### REQUIREMENT
Here is a block of entries. Write out its lines exactly, from the first through the one containing "reached its target.".

-- SUPPLIED MATERIAL follows --

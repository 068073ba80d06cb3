//! Lifecycle signals of a shared element transition.

use horizon_lookahead_core::Signal;

/// Signals emitted on the edges of a joint offset/size transition.
///
/// Offset and size animate independently but are reported as one
/// transition: each edge fires only when the other axis is not running.
#[derive(Debug, Default)]
pub struct TransitionSignals {
    /// The joint transition began.
    pub animate_started: Signal<()>,
    /// The joint transition reached its target.
    pub animate_finished: Signal<()>,
    /// The joint transition was superseded by a new target.
    pub animate_cancelled: Signal<()>,
}

impl TransitionSignals {
    /// Create signals with no connections.
    pub fn new() -> Self {
        Self::default()
    }

    /// Drop every connection on all three signals.
    pub fn disconnect_all(&self) {
        self.animate_started.disconnect_all();
        self.animate_finished.disconnect_all();
        self.animate_cancelled.disconnect_all();
    }
}

static_assertions::assert_impl_all!(TransitionSignals: Send, Sync);
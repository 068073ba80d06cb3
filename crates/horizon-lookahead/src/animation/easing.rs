//! Easing functions for smooth animations.
//!
//! Easing functions map a linear progress value (0.0 to 1.0) to a transformed
//! value that creates smoother, more natural-looking animations. Every curve
//! besides [`Easing::Linear`] is a cubic bezier timing curve.

use std::fmt;
use std::str::FromStr;

use horizon_lookahead_core::LookaheadError;
use serde::{Deserialize, Serialize};

/// Available easing functions.
///
/// In configuration files easings are written in kebab-case, e.g.
/// `"linear-out-slow-in"` or `"fast-out-slow-in"`.
#[derive(Debug, Clone, Copy, PartialEq, Eq, Default, Serialize, Deserialize)]
#[serde(rename_all = "kebab-case")]
pub enum Easing {
    /// Linear interpolation (no easing).
    Linear,
    /// Material standard curve, `cubic-bezier(0.4, 0.0, 0.2, 1.0)`.
    ///
    /// Accelerates quickly and settles gently; the default for shared
    /// element transitions.
    #[default]
    FastOutSlowIn,
    /// Material decelerate curve, `cubic-bezier(0.0, 0.0, 0.2, 1.0)`.
    ///
    /// Starts at full speed, for elements entering the screen.
    LinearOutSlowIn,
    /// Material accelerate curve, `cubic-bezier(0.4, 0.0, 1.0, 1.0)`.
    ///
    /// Ends at full speed, for elements leaving the screen.
    FastOutLinearIn,
}

/// Apply an easing function to a progress value.
///
/// `t` is clamped to `[0, 1]`; the result is in the same range.
///
/// # Example
///
/// ```
/// use horizon_lookahead::animation::{ease, Easing};
///
/// // Linear: output equals input
/// assert_eq!(ease(Easing::Linear, 0.5), 0.5);
///
/// // Accelerating: slower at start
/// assert!(ease(Easing::FastOutLinearIn, 0.5) < 0.5);
///
/// // Decelerating: slower at end
/// assert!(ease(Easing::LinearOutSlowIn, 0.5) > 0.5);
/// ```
#[inline]
pub fn ease(easing: Easing, t: f32) -> f32 {
    let t = t.clamp(0.0, 1.0);

    match easing {
        Easing::Linear => t,
        Easing::FastOutSlowIn => cubic_bezier(0.4, 0.0, 0.2, 1.0, t),
        Easing::LinearOutSlowIn => cubic_bezier(0.0, 0.0, 0.2, 1.0, t),
        Easing::FastOutLinearIn => cubic_bezier(0.4, 0.0, 1.0, 1.0, t),
    }
}

impl Easing {
    /// All easing functions, in declaration order.
    pub const ALL: [Easing; 4] = [
        Easing::Linear,
        Easing::FastOutSlowIn,
        Easing::LinearOutSlowIn,
        Easing::FastOutLinearIn,
    ];

    /// The kebab-case name used in configuration files.
    pub fn name(self) -> &'static str {
        match self {
            Easing::Linear => "linear",
            Easing::FastOutSlowIn => "fast-out-slow-in",
            Easing::LinearOutSlowIn => "linear-out-slow-in",
            Easing::FastOutLinearIn => "fast-out-linear-in",
        }
    }
}

impl fmt::Display for Easing {
    fn fmt(&self, f: &mut fmt::Formatter<'_>) -> fmt::Result {
        f.write_str(self.name())
    }
}

impl FromStr for Easing {
    type Err = LookaheadError;

    fn from_str(s: &str) -> Result<Self, Self::Err> {
        Easing::ALL
            .into_iter()
            .find(|easing| easing.name() == s)
            .ok_or_else(|| LookaheadError::UnknownEasing(s.to_string()))
    }
}

// =============================================================================
// Cubic Bezier Easing
// =============================================================================

/// Evaluate a CSS-style cubic bezier timing curve with control points
/// `(x1, y1)` and `(x2, y2)` at progress `x`.
///
/// `x1` and `x2` must lie in `[0, 1]` so the curve is monotonic in x.
fn cubic_bezier(x1: f32, y1: f32, x2: f32, y2: f32, x: f32) -> f32 {
    if x <= 0.0 {
        return 0.0;
    }
    if x >= 1.0 {
        return 1.0;
    }

    let sample = |p1: f32, p2: f32, t: f32| {
        let u = 1.0 - t;
        3.0 * u * u * t * p1 + 3.0 * u * t * t * p2 + t * t * t
    };

    // Bisection on the curve parameter.
    let (mut lo, mut hi) = (0.0_f32, 1.0_f32);
    let mut t = x;
    for _ in 0..32 {
        let sampled = sample(x1, x2, t);
        if (sampled - x).abs() < 1e-5 {
            break;
        }
        if sampled < x {
            lo = t;
        } else {
            hi = t;
        }
        t = (lo + hi) / 2.0;
    }

    sample(y1, y2, t)
}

-- SUPPLIED MATERIAL concluded --

### SOLUTION FOR THIS PROBLEM
repository 068073ba80d06cb3
//! Lifecycle signals of a shared element transition.

use horizon_lookahead_core::Signal;

/// Signals emitted on the edges of a joint offset/size transition.
///
/// Offset and size animate independently but are reported as one
/// transition: each edge fires only when the other axis is not running.
#[derive(Debug, Default)]
pub struct TransitionSignals {
    /// The joint transition began.
    pub animate_started: Signal<()>,
    /// The joint transition reached its target.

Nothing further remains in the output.